-- Supplied material follows --

//! Hidden spirits (伏神): relations absent from a cast hexagram, recovered
//! from the home hexagram of the same palace.
//!
//! Every home hexagram shows all five relations, one of them twice. A missing
//! relation is taken from the first home-hexagram line (scanning 1 → 6) that
//! carries it and hides beneath the cast line at that position.

use serde::Serialize;
use tracing::debug;

use crate::error::GuaError;
use crate::hexagram::{hexagram_najia, home_pattern};
use crate::relation::{ALL_RELATIONS, KinshipRelation, relation_of};
use crate::trigram::{NajiaAssignment, Trigram};

/// One line of a palace's home hexagram with its relation.
#[derive(Debug, Clone, Copy, PartialEq, Eq, Serialize)]
pub struct HomeLine {
    /// 1-based position.
    pub position: u8,
    pub najia: NajiaAssignment,
    pub relation: KinshipRelation,
}

/// A relation missing from the cast hexagram, located in the home hexagram.
#[derive(Debug, Clone, Copy, PartialEq, Eq, Serialize)]
pub struct HiddenSpirit {
    /// 1-based position it hides beneath.
    pub position: u8,
    pub relation: KinshipRelation,
    pub najia: NajiaAssignment,
}

impl HiddenSpirit {
    /// e.g. "兄弟庚寅木".
    pub fn label(&self) -> String {
        format!(
            "{}{}{}",
            self.relation.glyph(),
            self.najia.stem_branch(),
            self.najia.element.glyph()
        )
    }
}

/// Najia and relations of all six lines of a palace's home hexagram.
pub fn home_lines(palace: Trigram) -> Result<[HomeLine; 6], GuaError> {
    let najia = hexagram_najia(home_pattern(palace))?;
    let palace_element = palace.element();
    Ok(std::array::from_fn(|i| HomeLine {
        position: i as u8 + 1,
        najia: najia[i],
        relation: relation_of(palace_element, najia[i].element),
    }))
}

/// Relations from ALL_RELATIONS not present in `present`, in traditional order.
pub fn missing_relations(present: &[KinshipRelation]) -> Vec<KinshipRelation> {
    ALL_RELATIONS
        .iter()
        .copied()
        .filter(|r| !present.contains(r))
        .collect()
}

/// Locate every relation absent from `present` in the palace's home hexagram.
///
/// Returns an empty list when all five relations are present. Results are in
/// traditional relation order (父母 兄弟 子孫 妻財 官鬼).
pub fn hidden_spirits(
    palace: Trigram,
    present: &[KinshipRelation],
) -> Result<Vec<HiddenSpirit>, GuaError> {
    let missing = missing_relations(present);
    if missing.is_empty() {
        return Ok(Vec::new());
    }

    let home = home_lines(palace)?;
    let spirits = missing
        .into_iter()
        .map(|relation| {
            home.iter()
                .find(|line| line.relation == relation)
                .map(|line| HiddenSpirit {
                    position: line.position,
                    relation,
                    najia: line.najia,
                })
                .ok_or(GuaError::InternalInvariant(
                    "home hexagram does not cover all five relations",
                ))
        })
        .collect::<Result<Vec<_>, _>>()?;
    debug!(palace = palace.glyph(), count = spirits.len(), "hidden spirits resolved");
    Ok(spirits)
}

#[cfg(test)]
mod tests {
    use super::*;
    use crate::trigram::ALL_TRIGRAMS;
    use KinshipRelation::*;

    #[test]
    fn home_lines_cover_all_five_with_one_duplicate() {
        for palace in ALL_TRIGRAMS {
            let lines = home_lines(palace).unwrap();
            let mut counts = [0u8; 5];
            for l in &lines {
                counts[l.relation.index() as usize] += 1;
            }
            assert!(counts.iter().all(|&c| c >= 1), "{palace:?}: {counts:?}");
            assert_eq!(counts.iter().filter(|&&c| c == 2).count(), 1, "{palace:?}");
        }
    }

    #[test]
    fn zhen_home_relations_literal() {
        let lines = home_lines(Trigram::Zhen).unwrap();
        let rels: Vec<KinshipRelation> = lines.iter().map(|l| l.relation).collect();
        assert_eq!(rels, [Parent, Sibling, Wealth, Offspring, Official, Wealth]);
    }

    #[test]
    fn complete_set_yields_nothing() {
        for palace in ALL_TRIGRAMS {
            assert!(hidden_spirits(palace, &ALL_RELATIONS).unwrap().is_empty());
        }
    }

    #[test]
    fn count_matches_missing_for_every_subset() {
        for palace in ALL_TRIGRAMS {
            let home = home_lines(palace).unwrap();
            for mask in 0..32u8 {
                let present: Vec<KinshipRelation> = ALL_RELATIONS
                    .iter()
                    .copied()
                    .filter(|r| mask & (1 << r.index()) != 0)
                    .collect();
                let spirits = hidden_spirits(palace, &present).unwrap();
                assert_eq!(spirits.len(), 5 - present.len(), "{palace:?} {present:?}");
                for s in &spirits {
                    assert!(!present.contains(&s.relation));
                    let line = home[usize::from(s.position) - 1];
                    assert_eq!(line.relation, s.relation);
                    assert_eq!(line.najia, s.najia);
                }
            }
        }
    }

    #[test]
    fn duplicates_in_present_are_ignored() {
        let spirits = hidden_spirits(Trigram::Zhen, &[Wealth, Wealth, Parent, Parent]).unwrap();
        let rels: Vec<KinshipRelation> = spirits.iter().map(|s| s.relation).collect();
        assert_eq!(rels, [Sibling, Offspring, Official]);
    }

    #[test]
    fn well_hexagram_hidden_spirits() {
        // 水風井 (震宮) shows Parent, Wealth and Official only.
        let spirits = hidden_spirits(Trigram::Zhen, &[Wealth, Parent, Official]).unwrap();
        assert_eq!(spirits.len(), 2);
        assert_eq!(spirits[0].relation, Sibling);
        assert_eq!(spirits[0].position, 2);
        assert_eq!(spirits[0].label(), "兄弟庚寅木");
        assert_eq!(spirits[1].relation, Offspring);
        assert_eq!(spirits[1].position, 4);
        assert_eq!(spirits[1].label(), "子孫庚午火");
    }

    #[test]
    fn first_match_by_position_for_duplicated_relation() {
        // 震為雷 carries Wealth at lines 3 and 6; the scan takes line 3.
        let spirits = hidden_spirits(Trigram::Zhen, &[Parent, Sibling, Offspring, Official]).unwrap();
        assert_eq!(spirits.len(), 1);
        assert_eq!(spirits[0].relation, Wealth);
        assert_eq!(spirits[0].position, 3);
    }
}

-- Supplied material concluded --

Within the entries above, count the lines that include "HomeLine". The answer is that number alone.

# Answer area
3